I've played two major ones, one in our 1e variant and another in 3e; there I intentionally tried to replicate a 1e Illusionist in order to see if the system would let me. The Illusionist replication was only vaguely successful, the character herself wildly so - probably the best one I've ever had.

The main thing you have to realize when playing an Illusionist is that you're a trickster, not a blaster. If you're casting spells intending to do direct damage to something, you're probably doing it wrong. Also, in 1e illusions above 1st level can affect more senses than just sight - the 3rd-level spell Spectral Force affects all five senses, which includes touch, meaning its illusions can make the targets think they're taking real damage. You're trying to mess with their minds, perceptions, emotions, and so forth such that if you're lucky they'll damage themselves for you, e.g. using Spook to send someone fleeing off a cliff in terror.

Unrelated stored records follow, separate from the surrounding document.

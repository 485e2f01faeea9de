//! Indicator engine: ATR, EMA, rate of change, trend bias and Fibonacci levels.
//!
//! Every function here is pure over a borrowed candle or close slice, so the
//! same inputs always give the same outputs and results can be computed on any
//! thread. "Not enough data" is reported as [`IndicatorError::Unavailable`],
//! never as a zero value: an ATR of zero means a flat market.

pub mod atr;
pub mod ema;
pub mod fibonacci;
pub mod roc;
pub mod trend;

use thiserror::Error;

pub use atr::{compute_atr, true_range, DEFAULT_ATR_PERIOD};
pub use ema::{ema_last, ema_series};
pub use fibonacci::{compute_fibonacci_levels, DEFAULT_FIB_WINDOW, FIB_RATIOS};
pub use roc::roc_pct;
pub use trend::{compute_trend, TrendReading, TREND_MIN_CLOSES};

/// Why an indicator could not produce a value.
#[derive(Debug, Clone, PartialEq, Error)]
pub enum IndicatorError {
    #[error("{indicator} unavailable: need {needed} candles, got {got}")]
    Unavailable {
        indicator: &'static str,
        needed: usize,
        got: usize,
    },

    #[error("trend undetermined: {0}")]
    TrendUndetermined(String),
}

/// Create synthetic candles from close prices for testing.
///
/// open = prev_close (or close for the first candle),
/// high = max(open, close) + 1.0, low = min(open, close) - 1.0, volume = 1000.
#[cfg(test)]
pub fn make_candles(closes: &[f64]) -> Vec<crate::domain::Candle> {
    closes
        .iter()
        .enumerate()
        .map(|(i, &close)| {
            let open = if i == 0 { close } else { closes[i - 1] };
            crate::domain::Candle {
                timestamp: test_timestamp(i),
                open,
                high: open.max(close) + 1.0,
                low: open.min(close) - 1.0,
                close,
                volume: 1000.0,
            }
        })
        .collect()
}

/// Candles from explicit (open, high, low, close) tuples, one day apart.
#[cfg(test)]
pub fn make_ohlc_candles(data: &[(f64, f64, f64, f64)]) -> Vec<crate::domain::Candle> {
    data.iter()
        .enumerate()
        .map(|(i, &(open, high, low, close))| crate::domain::Candle {
            timestamp: test_timestamp(i),
            open,
            high,
            low,
            close,
            volume: 1000.0,
        })
        .collect()
}

#[cfg(test)]
fn test_timestamp(i: usize) -> chrono::DateTime<chrono::Utc> {
    use chrono::TimeZone;
    chrono::Utc.with_ymd_and_hms(2024, 1, 2, 0, 0, 0).unwrap() + chrono::Duration::days(i as i64)
}

/// Geometric close series: `start * (1 + step)^i`.
#[cfg(test)]
pub fn geometric_closes(start: f64, step: f64, n: usize) -> Vec<f64> {
    (0..n).map(|i| start * (1.0 + step).powi(i as i32)).collect()
}

/// Assert two f64 values are approximately equal (within epsilon).
#[cfg(test)]
pub fn assert_approx(actual: f64, expected: f64, epsilon: f64) {
    assert!(
        (actual - expected).abs() < epsilon,
        "assert_approx failed: actual={actual}, expected={expected}, diff={}, epsilon={epsilon}",
        (actual - expected).abs()
    );
}

/// Default epsilon for indicator tests.
#[cfg(test)]
pub const DEFAULT_EPSILON: f64 = 1e-10;
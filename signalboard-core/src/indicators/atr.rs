//! Average True Range (ATR).
//!
//! True Range: max(high-low, |high-prev_close|, |low-prev_close|)
//! ATR here is the simple mean of the last `period` true ranges (no Wilder
//! smoothing). Requires period+2 candles.

use super::IndicatorError;
use crate::domain::Candle;

pub const DEFAULT_ATR_PERIOD: usize = 14;

/// Compute the True Range series from candles.
/// TR[0] = high[0] - low[0] (no previous close).
/// TR[t] = max(high[t]-low[t], |high[t]-close[t-1]|, |low[t]-close[t-1]|).
pub fn true_range(candles: &[Candle]) -> Vec<f64> {
    let mut tr = Vec::with_capacity(candles.len());
    let Some(first) = candles.first() else {
        return tr;
    };
    tr.push(first.high - first.low);

    for pair in candles.windows(2) {
        let (prev, cur) = (&pair[0], &pair[1]);
        let pc = prev.close;
        tr.push(
            (cur.high - cur.low)
                .max((cur.high - pc).abs())
                .max((cur.low - pc).abs()),
        );
    }

    tr
}

/// ATR over the most recent `period` true ranges.
///
/// TR[0] has no previous close and is never part of the average.
pub fn compute_atr(candles: &[Candle], period: usize) -> Result<f64, IndicatorError> {
    let needed = period + 2;
    if period == 0 || candles.len() < needed {
        return Err(IndicatorError::Unavailable {
            indicator: "atr",
            needed,
            got: candles.len(),
        });
    }

    let tr = true_range(candles);
    let window = &tr[tr.len() - period..];
    Ok(window.iter().sum::<f64>() / period as f64)
}

#[cfg(test)]
mod tests {
    use super::*;
    use crate::indicators::{assert_approx, make_candles, make_ohlc_candles, DEFAULT_EPSILON};

    #[test]
    fn true_range_basic() {
        let candles = make_ohlc_candles(&[
            (100.0, 105.0, 95.0, 102.0),  // TR = 105-95 = 10
            (102.0, 108.0, 100.0, 106.0), // TR = max(8, |108-102|, |100-102|) = 8
            (106.0, 107.0, 98.0, 99.0),   // TR = max(9, |107-106|, |98-106|) = 9
        ]);
        let tr = true_range(&candles);
        assert_approx(tr[0], 10.0, DEFAULT_EPSILON);
        assert_approx(tr[1], 8.0, DEFAULT_EPSILON);
        assert_approx(tr[2], 9.0, DEFAULT_EPSILON);
    }

    #[test]
    fn true_range_gap_up() {
        // Gap up: prev close 100, current candle 110-115-108
        let candles = make_ohlc_candles(&[
            (98.0, 102.0, 97.0, 100.0),
            (110.0, 115.0, 108.0, 112.0), // TR = max(7, |115-100|, |108-100|) = 15
        ]);
        let tr = true_range(&candles);
        assert_approx(tr[1], 15.0, DEFAULT_EPSILON);
    }

    #[test]
    fn atr_period_3_is_mean_of_last_three() {
        let candles = make_ohlc_candles(&[
            (100.0, 105.0, 95.0, 102.0),  // TR = 10 (never averaged)
            (102.0, 108.0, 100.0, 106.0), // TR = 8
            (106.0, 107.0, 98.0, 99.0),   // TR = 9
            (99.0, 103.0, 97.0, 101.0),   // TR = 6
            (101.0, 106.0, 100.0, 105.0), // TR = 6
        ]);
        // Last 3 TR = [9, 6, 6]
        let atr = compute_atr(&candles, 3).unwrap();
        assert_approx(atr, 7.0, DEFAULT_EPSILON);
    }

    #[test]
    fn atr_needs_period_plus_two() {
        let candles = make_candles(&[1.0; 15]);
        assert_eq!(
            compute_atr(&candles, 14),
            Err(IndicatorError::Unavailable {
                indicator: "atr",
                needed: 16,
                got: 15
            })
        );
        let candles = make_candles(&[1.0; 16]);
        assert!(compute_atr(&candles, 14).is_ok());
    }

    #[test]
    fn flat_market_is_zero_not_unavailable() {
        let candles = make_ohlc_candles(&[(5.0, 5.0, 5.0, 5.0); 20]);
        assert_eq!(compute_atr(&candles, 14), Ok(0.0));
    }

    #[test]
    fn zero_period_is_unavailable() {
        let candles = make_candles(&[1.0; 30]);
        assert!(compute_atr(&candles, 0).is_err());
    }
}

You can't fireball the bridge, but you can try to make people think it's six feet to the left of where it really is.

Another key is that you need to be well aware that there's going to be times when you're the mainstay of the party and they're just there to mop up and other times when you're about as useful as a pack mule.

A tomb full of mindless undead? Yeah, thanks for comin' out; next contestant please. You can't touch this.
A camp full of Ogres and Orcs whose average intelligence is roughly that of a shoe? Hold my beer and leave this to me.... :)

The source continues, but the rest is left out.